Plaintiff argues, alternatively, that the continuing treatment rule applied in 2009 at the time of Dr. Tashman’s alleged negligence. Plaintiff asserts that the continuing treatment rule stands for the proposition that, “if there existed a physician-patient relationship where the patient was treated for the same or related ailments over a continuous and uninterrupted course, then the plaintiff [can] wait until the end of that treatment to complain of any negligence which occurred during that treatment.” Grubbs v. Rawls, 235 Va. 607, 613, 369 S.E.2d 683, 687 (1988). The negligence need not persist throughout the course of treatment, but only must occur during the course of treatment for the same or related conditions. Id. Plaintiff contends that Dr.

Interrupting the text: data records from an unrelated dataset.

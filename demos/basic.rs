//! Minimal plumb example — one composed endpoint served with hyper.
//!
//! Run with:
//!   RUST_LOG=info cargo run --example basic
//!
//! Try:
//!   curl -i http://localhost:3000/users/42
//!   curl -i -H 'authorization: Bearer s3cret' http://localhost:3000/users/42

use std::net::SocketAddr;

use hyper_util::rt::{TokioExecutor, TokioIo};
use hyper_util::server::conn::auto::Builder as ConnBuilder;
use plumb::middleware::{auth, headers, trace};
use plumb::{Pipeline, Request, Response, start};
use tokio::net::TcpListener;
use tracing::{error, info};

#[tokio::main]
async fn main() {
    tracing_subscriber::fmt::init();

    let common = Pipeline::build([
        trace::trace(),
        headers::response_header("x-powered-by", "plumb"),
    ]);
    let private = Pipeline::build([auth::bearer_auth("s3cret")]);

    let endpoint = start(get_user).pipe(&common).pipe(&private).handler();

    let addr: SocketAddr = "0.0.0.0:3000".parse().expect("invalid socket address");
    let listener = TcpListener::bind(addr).await.expect("failed to bind");
    info!(%addr, "plumb demo listening");

    let mut tasks = tokio::task::JoinSet::new();
    let shutdown = shutdown_signal();
    tokio::pin!(shutdown);

    loop {
        tokio::select! {
            biased;

            () = &mut shutdown => {
                info!(in_flight = tasks.len(), "shutdown signal received, draining connections");
                break;
            }

            res = listener.accept() => {
                let (stream, peer) = match res {
                    Ok(v) => v,
                    Err(e) => {
                        error!("accept error: {e}");
                        continue;
                    }
                };

                let endpoint = endpoint.clone();
                tasks.spawn(async move {
                    if let Err(e) = ConnBuilder::new(TokioExecutor::new())
                        .serve_connection(TokioIo::new(stream), endpoint)
                        .await
                    {
                        error!(%peer, "connection error: {e}");
                    }
                });
            }

            Some(_) = tasks.join_next(), if !tasks.is_empty() => {}
        }
    }

    while tasks.join_next().await.is_some() {}
    info!("plumb demo stopped");
}

// GET /users/{id} — the path is all this handler looks at.
async fn get_user(req: Request) -> Response {
    let id = req.path().rsplit('/').next().unwrap_or("unknown");
    Response::json(format!(r#"{{"id":"{id}","name":"alice"}}"#).into_bytes())
}

async fn shutdown_signal() {
    let ctrl_c = async {
        tokio::signal::ctrl_c()
            .await
            .expect("failed to install Ctrl-C handler");
    };

    #[cfg(unix)]
    let sigterm = async {
        tokio::signal::unix::signal(tokio::signal::unix::SignalKind::terminate())
            .expect("failed to install SIGTERM handler")
            .recv()
            .await;
    };

    #[cfg(not(unix))]
    let sigterm = std::future::pending::<()>();

    tokio::select! {
        () = ctrl_c  => {}
        () = sigterm => {}
    }
}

Tashman treated Plaintiff for her Rh-negative blood condition, a concern during all of her pregnancies, see Compl., ¶¶ 33(a)-(b), and, despite a lull in treatment after 2009, it remained continuous and substantially uninterrupted because Plaintiff did not seek treatment from any other physician for this condition. See Justice v. Natvig, 238 Va. 178, 181, 381 S.E.2d 8, 10 (1989) (“the Court declined “to limit the application of the continuing treatment rule to a specific number of years.”). Thus, because Plaintiff received ongoing treatment from Dr. Tashman, without interruption from another physician the continuing treatment rule applies to all acts of negligence alleged in Plaintiff’s Complaint.
*267IV. Standard of Review
A plea in bar is a defensive pleading which “shortens the litigation by reducing it to a distinct issue of fact which, if proven, creates a bar to the plaintiff’s right of recovery.” Tomlin v. McKenzie, 251 Va. 478, 480, 468 S.E.2d 882, 884 (1996) (citation omitted). A plea in bar does not address the merits of the complaint, but raises a single issue of fact that might constitute an absolute defense to the suit. Angstadt v. Atlantic Mut. Ins. Co., 254 Va. 286, 292, 492 S.E.2d 118, 121 (1997). The moving party carries the burden of proof on that issue of fact. See Campbell v. Johnson, 203 Va. 43, 122 S.E.2d 907 (1961).
V. Discussion
A. Dr. Tashman''s Alleged Negligence in 2009, for Failure To Administer RhoGAM, Did Not Constitute an Injury until Plaintiff Subsequently became Pregnant and Her Fetus Sustained Injury in March 2012
Virginia Code § 8.01-243(A) provides, in pertinent part, that “every action for personal injuries, whatever the theory of recovery . . . shall be brought within two years after the cause of action accrues.” In every action with a prescribed statute of limitations, “the right of action shall be deemed to accrue and the prescribed limitation period shall begin to run from the date the injury is sustained in the case of injury to the person....” Va. Code § 8.01-230. It is well-established that Virginia courts construe “‘injury’ to mean positive, physical, or mental hurt to the claimant, not legal wrong to him in the broad sense that his legally protected interests have been invaded.” Locke v. Johns-Manville Corp., 221 Va. 951, 957, 275 S.E.2d 900, 904 (1981). The injury need not occur contemporaneously with the negligent act, and may arise at a later point in time. Id., 221 Va. at 957-59, 275 S.E.2d at 904-05. The statute of limitations period begins to run when the injury occurs, caused by a negligent act, however slight that injury may be, even where more severe injury or damage may be subsequently sustained as a result of the negligent act. Farley, 219 Va. at 975, 252 S.E.2d at 598. In the case of pregnant women, injury to the fetus is injury to the mother. See Modaber v. Kelley, 232 Va. 60, 66-67, 348 S.E.2d 233, 236-37 (1986) (the Court held that injury to a fetus constitutes injury to the mother and that she may recover for associated physical and mental suffering). The date that the injury is sustained and, thus the date the cause of action shall accrue and the prescribed statute of limitation period begins to run, must be established by “competent evidence ‘that pinpoints the precise date of injury with a reasonable degree of medical certainty’.” Lo v. Burke, 249 Va. 311, 316, 455 S.E.2d 9, 12 (1995) (quoting Locke, 221 Va. at 959, 275 S.E.2d at 905).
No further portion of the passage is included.